(Dataset records)

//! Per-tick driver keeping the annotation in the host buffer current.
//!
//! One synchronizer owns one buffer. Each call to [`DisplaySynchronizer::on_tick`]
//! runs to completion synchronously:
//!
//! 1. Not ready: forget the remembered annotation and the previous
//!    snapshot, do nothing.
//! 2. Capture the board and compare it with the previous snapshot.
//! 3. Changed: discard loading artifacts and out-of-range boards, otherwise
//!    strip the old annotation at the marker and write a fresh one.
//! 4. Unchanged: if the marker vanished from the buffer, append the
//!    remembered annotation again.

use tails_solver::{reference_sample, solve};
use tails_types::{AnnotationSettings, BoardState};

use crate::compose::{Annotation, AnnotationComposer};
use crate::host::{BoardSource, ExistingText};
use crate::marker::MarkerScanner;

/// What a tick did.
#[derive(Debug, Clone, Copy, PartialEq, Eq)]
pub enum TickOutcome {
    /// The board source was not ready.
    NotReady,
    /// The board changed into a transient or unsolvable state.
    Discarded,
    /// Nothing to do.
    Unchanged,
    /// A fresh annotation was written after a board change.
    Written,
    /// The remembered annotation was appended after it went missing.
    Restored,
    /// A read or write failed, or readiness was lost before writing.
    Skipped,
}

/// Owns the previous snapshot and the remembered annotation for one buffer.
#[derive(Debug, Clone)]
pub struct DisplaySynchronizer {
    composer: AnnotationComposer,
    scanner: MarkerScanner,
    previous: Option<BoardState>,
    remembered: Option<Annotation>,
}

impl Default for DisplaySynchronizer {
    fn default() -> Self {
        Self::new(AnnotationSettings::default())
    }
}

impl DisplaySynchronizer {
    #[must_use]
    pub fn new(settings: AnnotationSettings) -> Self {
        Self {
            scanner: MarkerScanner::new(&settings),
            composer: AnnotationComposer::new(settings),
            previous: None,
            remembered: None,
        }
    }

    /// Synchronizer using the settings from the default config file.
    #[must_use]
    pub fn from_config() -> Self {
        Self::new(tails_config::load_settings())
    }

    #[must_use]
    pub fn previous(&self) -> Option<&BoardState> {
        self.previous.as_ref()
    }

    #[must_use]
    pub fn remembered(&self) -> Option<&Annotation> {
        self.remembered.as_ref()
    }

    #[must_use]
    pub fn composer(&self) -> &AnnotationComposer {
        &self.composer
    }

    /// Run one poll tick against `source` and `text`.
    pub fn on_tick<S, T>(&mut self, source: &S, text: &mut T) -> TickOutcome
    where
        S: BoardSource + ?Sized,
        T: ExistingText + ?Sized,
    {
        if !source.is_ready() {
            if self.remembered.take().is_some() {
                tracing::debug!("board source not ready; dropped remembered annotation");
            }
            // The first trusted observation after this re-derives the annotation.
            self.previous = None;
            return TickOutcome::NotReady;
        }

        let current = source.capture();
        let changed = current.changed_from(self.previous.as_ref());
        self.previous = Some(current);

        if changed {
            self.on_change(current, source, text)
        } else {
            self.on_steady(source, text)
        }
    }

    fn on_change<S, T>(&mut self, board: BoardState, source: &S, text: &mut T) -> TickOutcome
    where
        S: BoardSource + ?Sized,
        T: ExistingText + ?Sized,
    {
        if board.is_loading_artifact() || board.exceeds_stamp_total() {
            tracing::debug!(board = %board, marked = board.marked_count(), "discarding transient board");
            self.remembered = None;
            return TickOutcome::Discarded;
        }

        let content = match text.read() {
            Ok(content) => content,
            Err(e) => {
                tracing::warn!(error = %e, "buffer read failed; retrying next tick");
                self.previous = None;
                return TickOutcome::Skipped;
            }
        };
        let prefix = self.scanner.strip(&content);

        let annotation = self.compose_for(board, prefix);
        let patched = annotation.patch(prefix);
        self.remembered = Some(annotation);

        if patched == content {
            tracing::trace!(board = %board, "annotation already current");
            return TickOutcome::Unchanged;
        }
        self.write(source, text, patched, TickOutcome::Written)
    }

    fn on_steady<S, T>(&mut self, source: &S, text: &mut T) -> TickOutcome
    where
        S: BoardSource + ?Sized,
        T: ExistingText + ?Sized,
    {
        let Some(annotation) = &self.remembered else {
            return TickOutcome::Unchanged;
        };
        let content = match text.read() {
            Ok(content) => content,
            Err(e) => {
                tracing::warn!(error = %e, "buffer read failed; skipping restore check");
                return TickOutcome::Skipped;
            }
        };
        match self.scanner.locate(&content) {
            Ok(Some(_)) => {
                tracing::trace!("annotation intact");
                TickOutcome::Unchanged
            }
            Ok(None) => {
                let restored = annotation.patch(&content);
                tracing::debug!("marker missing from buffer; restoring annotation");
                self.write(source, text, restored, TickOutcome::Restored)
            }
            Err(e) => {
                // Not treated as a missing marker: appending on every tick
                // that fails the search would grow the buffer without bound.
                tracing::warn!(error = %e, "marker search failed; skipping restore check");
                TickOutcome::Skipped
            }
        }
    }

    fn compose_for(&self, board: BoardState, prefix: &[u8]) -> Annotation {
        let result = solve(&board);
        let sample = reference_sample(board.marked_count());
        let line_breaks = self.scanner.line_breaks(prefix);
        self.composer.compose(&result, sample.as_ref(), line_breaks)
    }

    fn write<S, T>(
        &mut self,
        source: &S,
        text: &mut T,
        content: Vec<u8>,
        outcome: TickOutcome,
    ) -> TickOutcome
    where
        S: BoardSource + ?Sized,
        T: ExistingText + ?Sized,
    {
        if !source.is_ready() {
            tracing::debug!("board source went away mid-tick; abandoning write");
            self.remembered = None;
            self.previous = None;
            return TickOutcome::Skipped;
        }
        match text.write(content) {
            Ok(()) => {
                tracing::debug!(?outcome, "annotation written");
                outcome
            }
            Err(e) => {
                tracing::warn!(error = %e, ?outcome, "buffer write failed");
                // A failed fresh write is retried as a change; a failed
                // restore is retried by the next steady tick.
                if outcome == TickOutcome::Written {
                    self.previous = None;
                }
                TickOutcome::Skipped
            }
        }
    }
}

--

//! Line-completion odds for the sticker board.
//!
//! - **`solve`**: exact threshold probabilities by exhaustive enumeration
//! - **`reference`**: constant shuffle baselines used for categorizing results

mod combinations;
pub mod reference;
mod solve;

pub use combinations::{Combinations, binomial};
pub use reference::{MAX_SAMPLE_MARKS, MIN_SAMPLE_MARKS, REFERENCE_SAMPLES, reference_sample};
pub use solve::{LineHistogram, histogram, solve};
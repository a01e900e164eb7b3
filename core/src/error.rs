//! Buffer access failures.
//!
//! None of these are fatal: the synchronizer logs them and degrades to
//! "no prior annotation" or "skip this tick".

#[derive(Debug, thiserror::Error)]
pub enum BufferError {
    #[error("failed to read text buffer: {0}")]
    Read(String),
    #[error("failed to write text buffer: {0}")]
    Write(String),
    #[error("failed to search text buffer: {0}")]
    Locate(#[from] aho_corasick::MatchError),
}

(What is required)
Work out how many lines of the listing above include "warn"; the reply is that number alone.

(Response area)
4